JEREMY HOBSON: To the U.S. banking system now and the money we taxpayers loaned the banks so they could stay afloat during the financial crisis. All told, the Treasury sent $245 billion to banks, and as of yesterday has been paid back $244 billion.
Marketplace's Mitchell Hartman reports.
MITCHELL HARTMAN: With repayments from a handful of big banks like Fifth Third Bancorp, the Treasury has now recouped 99 percent of the capital it injected into the U.S. banking system through TARP.
CHRIS WHALEN: I see TARP as a failure, even though we've gotten all our money back in nominal terms.
Chris Whalen at Institutional Risk Analytics says in order to pay back TARP, banks raised money in the capital markets and juiced their balance sheets.
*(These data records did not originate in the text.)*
#![allow(clippy::expect_used, clippy::unwrap_used)]
//! Cast-control operations: cancelling casts, auras and channels, totems,
//! self-resurrection and projectile bookkeeping.

mod common;

use common::{command, creature, player, tick, Harness, MockWorld};
use realm_session::core::guid::ObjectGuid;
use realm_session::core::targets::{flags, Position};
use realm_session::error::{ErrorClass, SessionError};
use realm_session::handlers::spell::{
    cancel_aura, cancel_cast, cancel_channel, cancel_pet_aura, consume_self_resurrection,
    dismiss_totem, projectile_landed, update_missile_trajectory, MissileTrajectory,
    FEEDBACK_PET_DEAD,
};
use realm_session::protocol::opcodes;
use realm_session::validation::{CANCEL_CAST_EXEMPT, HONORLESS_TARGET, UNDISMISSABLE_TOTEMS};
use realm_session::world::spell::{AuraKind, SpellInfo};
use realm_session::world::{CastSlot, InFlightCast, TotemInfo, TrajectoryUpdate, UnitInfo};

const ME: u32 = 1;

fn me() -> ObjectGuid {
    player(ME)
}

fn world() -> MockWorld {
    let world = MockWorld::new();
    world.spawn_player(me());
    world
}

fn channel(world: &MockWorld, unit: ObjectGuid, spell_id: u32) {
    world.state.lock().casts.insert(
        (unit, CastSlot::Channeled),
        InFlightCast {
            spell_id,
            target_mask: 0,
        },
    );
}

#[test]
fn cancelling_a_channeled_aura_stops_the_channel() {
    let world = world();
    world.add_spell(SpellInfo {
        channeled: true,
        ..SpellInfo::new(10)
    });
    channel(&world, me(), 10);

    cancel_aura(&world.services(), me(), 10).unwrap();

    assert_eq!(world.calls(), vec!["interrupt(Channeled)"]);
}

#[test]
fn channeled_aura_of_another_spell_is_left_alone() {
    let world = world();
    world.add_spell(SpellInfo {
        channeled: true,
        ..SpellInfo::new(10)
    });
    channel(&world, me(), 11);

    cancel_aura(&world.services(), me(), 10).unwrap();

    assert!(world.calls().is_empty());
}

#[test]
fn protected_auras_cannot_be_cancelled() {
    let world = world();
    world.add_spell(SpellInfo {
        passive: true,
        ..SpellInfo::new(20)
    });
    world.add_spell(SpellInfo {
        cant_cancel: true,
        ..SpellInfo::new(21)
    });
    world.add_spell(SpellInfo::new(HONORLESS_TARGET));
    let services = world.services();

    for spell_id in [20, 21, HONORLESS_TARGET] {
        cancel_aura(&services, me(), spell_id).unwrap();
    }
    assert!(world.calls().is_empty());
}

#[test]
fn negative_aura_needs_possession_of_another_unit() {
    let world = world();
    let mut curse = SpellInfo {
        positive: false,
        ..SpellInfo::new(30)
    };
    world.add_spell(curse.clone());
    let services = world.services();

    cancel_aura(&services, me(), 30).unwrap();
    assert!(world.calls().is_empty());

    curse.effects[0].aura = Some(AuraKind::ModPossess);
    world.add_spell(curse);
    world.state.lock().movers.insert(me(), creature(5));
    cancel_aura(&services, me(), 30).unwrap();
    assert_eq!(world.calls(), vec!["remove_aura_by_cancel(30)"]);
}

#[test]
fn area_aura_from_another_caster_stays() {
    let world = world();
    let mut aura = SpellInfo::new(40);
    aura.effects[1].aura = Some(AuraKind::AreaAura);
    world.add_spell(aura);
    world
        .state
        .lock()
        .aura_casters
        .insert((me(), 40), player(2));
    let services = world.services();

    cancel_aura(&services, me(), 40).unwrap();
    assert!(world.calls().is_empty());

    world.state.lock().aura_casters.insert((me(), 40), me());
    cancel_aura(&services, me(), 40).unwrap();
    assert_eq!(world.calls(), vec!["remove_aura_by_cancel(40)"]);
}

#[test]
fn cancelling_an_unknown_aura_is_an_unknown_reference() {
    let world = world();
    let err = cancel_aura(&world.services(), me(), 404).unwrap_err();
    assert_eq!(err.class(), ErrorClass::UnknownReference);
}

#[test]
fn cancel_cast_interrupts_only_real_casts() {
    let world = world();
    let services = world.services();

    cancel_cast(&services, me(), 133).unwrap();
    assert!(world.calls().is_empty());

    world.state.lock().casts.insert(
        (me(), CastSlot::Generic),
        InFlightCast {
            spell_id: 133,
            target_mask: 0,
        },
    );
    cancel_cast(&services, me(), CANCEL_CAST_EXEMPT[0]).unwrap();
    assert!(world.calls().is_empty());

    cancel_cast(&services, me(), 133).unwrap();
    assert_eq!(world.calls(), vec!["interrupt_non_melee(133)"]);
}

#[test]
fn cancel_cast_refused_while_controlling_a_player() {
    let world = world();
    world.state.lock().movers.insert(me(), player(2));
    let err = cancel_cast(&world.services(), me(), 133).unwrap_err();
    assert!(matches!(err, SessionError::StateViolation(_)));

    let err = cancel_channel(&world.services(), me()).unwrap_err();
    assert!(matches!(err, SessionError::StateViolation(_)));
}

#[test]
fn cancel_channel_targets_the_mover() {
    let world = world();
    let pet = creature(9);
    world.state.lock().movers.insert(me(), pet);
    channel(&world, pet, 55);

    cancel_channel(&world.services(), me()).unwrap();

    assert_eq!(world.calls(), vec!["interrupt(Channeled)"]);
    assert!(world.state.lock().casts.is_empty());
}

#[test]
fn totems_are_dismissed_by_slot() {
    let world = world();
    let fire = creature(70);
    let sentry = creature(71);
    {
        let mut s = world.state.lock();
        s.totems.insert(
            (me(), 0),
            TotemInfo {
                guid: fire,
                entry: 5_929,
            },
        );
        s.totems.insert(
            (me(), 1),
            TotemInfo {
                guid: sentry,
                entry: UNDISMISSABLE_TOTEMS[0],
            },
        );
    }
    let services = world.services();

    dismiss_totem(&services, me(), 1).unwrap();
    dismiss_totem(&services, me(), 2).unwrap();
    dismiss_totem(&services, me(), 9).unwrap();
    assert!(world.calls().is_empty());

    dismiss_totem(&services, me(), 0).unwrap();
    assert_eq!(world.calls(), vec!["unsummon_totem"]);
}

#[test]
fn totems_stay_while_moving_another_unit() {
    let world = world();
    world.state.lock().movers.insert(me(), creature(3));
    assert!(dismiss_totem(&world.services(), me(), 0).is_err());
}

#[test]
fn self_resurrection_is_consumed_once() {
    let world = world();
    world.add_spell(SpellInfo::new(20_608));
    world.state.lock().self_res.insert(me(), 20_608);
    let services = world.services();

    consume_self_resurrection(&services, me());
    consume_self_resurrection(&services, me());

    assert_eq!(
        world.calls(),
        vec!["cast_on(20608,false)", "clear_self_res_spell"]
    );
}

#[test]
fn self_resurrection_blocked_by_prevention_aura() {
    let world = world();
    world.add_spell(SpellInfo::new(20_608));
    {
        let mut s = world.state.lock();
        s.self_res.insert(me(), 20_608);
        s.prevent_resurrection.insert(me());
    }

    consume_self_resurrection(&world.services(), me());

    assert!(world.calls().is_empty());
    assert_eq!(world.state.lock().self_res.get(&me()), Some(&20_608));
}

#[test]
fn unknown_self_resurrection_spell_is_cleared_without_casting() {
    let world = world();
    world.state.lock().self_res.insert(me(), 1);

    consume_self_resurrection(&world.services(), me());

    assert_eq!(world.calls(), vec!["clear_self_res_spell"]);
}

#[test]
fn pet_aura_cancel_checks_ownership_and_life() {
    let world = world();
    let pet = creature(80);
    let stranger = creature(81);
    world.add_spell(SpellInfo::new(60));
    world.add_unit(UnitInfo::creature(pet, 70));
    world.add_unit(UnitInfo::creature(stranger, 70));
    world.state.lock().pets.insert(me(), pet);
    let services = world.services();

    let err = cancel_pet_aura(&services, me(), stranger, 60).unwrap_err();
    assert!(matches!(err, SessionError::StateViolation(_)));

    let err = cancel_pet_aura(&services, me(), creature(82), 60).unwrap_err();
    assert_eq!(err.class(), ErrorClass::UnknownReference);

    let err = cancel_pet_aura(&services, me(), pet, 61).unwrap_err();
    assert_eq!(err.class(), ErrorClass::UnknownReference);

    assert!(cancel_pet_aura(&services, me(), pet, 60).unwrap().is_none());
    assert_eq!(world.calls(), vec!["remove_pet_aura(60)"]);
}

#[test]
fn dead_pet_gets_feedback_instead_of_cancel() {
    let mut h = Harness::new();
    let mut session = h.in_world(1, me());
    let pet = creature(80);
    h.world.add_spell(SpellInfo::new(60));
    h.world.add_unit(UnitInfo {
        alive: false,
        ..UnitInfo::creature(pet, 70)
    });
    h.world.state.lock().charms.insert(me(), pet);

    session.enqueue(command(opcodes::CMSG_PET_CANCEL_AURA, |b| {
        b.write_guid(pet).write_u32(60);
    }));
    assert!(tick(&mut session));

    let sent = h.drain();
    assert_eq!(sent.len(), 1);
    assert_eq!(sent[0].opcode, opcodes::SMSG_PET_ACTION_FEEDBACK);
    assert_eq!(sent[0].reader().read_u8().unwrap(), FEEDBACK_PET_DEAD);
    assert!(!h.world.called("remove_pet_aura(60)"));
}

#[test]
fn missile_trajectory_applies_to_matching_destination_cast() {
    let world = world();
    let update = TrajectoryUpdate {
        source: Position::new(1.0, 2.0, 3.0),
        destination: Position::new(10.0, 20.0, 3.0),
        elevation: 0.4,
        speed: 28.0,
    };
    let correction = MissileTrajectory {
        caster: me(),
        spell_id: 64_000,
        update,
        has_movement: false,
    };
    let services = world.services();

    assert!(!update_missile_trajectory(&services, &correction));

    world.state.lock().casts.insert(
        (me(), CastSlot::Generic),
        InFlightCast {
            spell_id: 64_000,
            target_mask: flags::UNIT,
        },
    );
    assert!(!update_missile_trajectory(&services, &correction));

    world.state.lock().casts.insert(
        (me(), CastSlot::Generic),
        InFlightCast {
            spell_id: 64_000,
            target_mask: flags::DEST_LOCATION,
        },
    );
    assert!(update_missile_trajectory(&services, &correction));
    assert_eq!(world.call_count("update_trajectory"), 1);
}

#[test]
fn missile_trajectory_command_skips_movement_block() {
    let mut h = Harness::new();
    let mut session = h.in_world(1, me());
    h.world.state.lock().casts.insert(
        (me(), CastSlot::Generic),
        InFlightCast {
            spell_id: 64_000,
            target_mask: flags::DEST_LOCATION,
        },
    );

    session.enqueue(command(opcodes::CMSG_UPDATE_MISSILE_TRAJECTORY, |b| {
        b.write_guid(me()).write_u32(64_000).write_f32(0.4).write_f32(28.0);
        Position::new(1.0, 2.0, 3.0).write(b);
        Position::new(10.0, 20.0, 3.0).write(b);
        b.write_u8(1).write_bytes(&[0u8; 30]);
    }));
    assert!(tick(&mut session));

    assert!(h.world.called("update_trajectory"));
    assert_eq!(h.ctx.metrics.snapshot().protocol_violations, 0);
}

#[test]
fn projectile_impact_fires_known_triggers_and_echoes_collision() {
    let world = world();
    let mut spell = SpellInfo::new(70);
    spell.effects[0].trigger_spell = 71;
    spell.effects[2].trigger_spell = 72;
    world.add_spell(spell);
    world.add_spell(SpellInfo::new(71));
    let impact = Position::new(5.0, 6.0, 7.0);

    let collision = projectile_landed(&world.services(), me(), me(), 70, 2, impact)
        .unwrap()
        .unwrap();

    assert_eq!(world.calls(), vec!["cast_at(71,true)"]);
    assert_eq!(
        collision.opcode,
        opcodes::SMSG_NOTIFY_MISSILE_TRAJECTORY_COLLISION
    );
    let mut body = collision.reader();
    assert_eq!(body.read_guid().unwrap(), me());
    assert_eq!(body.read_u8().unwrap(), 2);
    assert_eq!(Position::read(&mut body).unwrap(), impact);
}

#[test]
fn projectile_from_an_unseen_caster_is_ignored() {
    let world = world();
    world.add_spell(SpellInfo::new(70));
    let landed = projectile_landed(
        &world.services(),
        me(),
        creature(99),
        70,
        1,
        Position::default(),
    )
    .unwrap();
    assert!(landed.is_none());
    assert!(world.calls().is_empty());
}

#[test]
fn projectile_command_sends_the_collision() {
    let mut h = Harness::new();
    let mut session = h.in_world(1, me());
    h.world.add_spell(SpellInfo::new(70));

    session.enqueue(command(opcodes::CMSG_UPDATE_PROJECTILE_POSITION, |b| {
        b.write_guid(me()).write_u32(70).write_u8(1);
        Position::new(1.0, 1.0, 1.0).write(b);
    }));
    assert!(tick(&mut session));

    let sent = h.drain();
    assert_eq!(sent.len(), 1);
    assert_eq!(
        sent[0].opcode,
        opcodes::SMSG_NOTIFY_MISSILE_TRAJECTORY_COLLISION
    );
}

#[test]
fn cancel_aura_command_runs_on_the_region_tick() {
    let mut h = Harness::new();
    let mut session = h.in_world(1, me());
    h.world.add_spell(SpellInfo::new(48_168));

    session.enqueue(command(opcodes::CMSG_CANCEL_AURA, |b| {
        b.write_u32(48_168);
    }));
    assert!(session.update());
    assert!(!h.world.called("remove_aura_by_cancel(48168)"));

    assert!(tick(&mut session));
    assert!(h.world.called("remove_aura_by_cancel(48168)"));
}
WHALEN: What I would have preferred was to see the government give them the money, and have them charge it off, in terms of getting rid of bad assets. Because the poor economic performance we're seeing, the high unemployment, is in part due to the fact that the banks have not restructured, they've just muddled along, especially the biggest banks.
There's also still hundreds of billions in taxpayer money outstanding that hasn't been paid back yet by the likes of non-banks including AIG, GM, Chrysler, Fannie Mae and Freddie Mac. Some of that may never be recouped.
I'm Mitchell Hartman for Marketplace.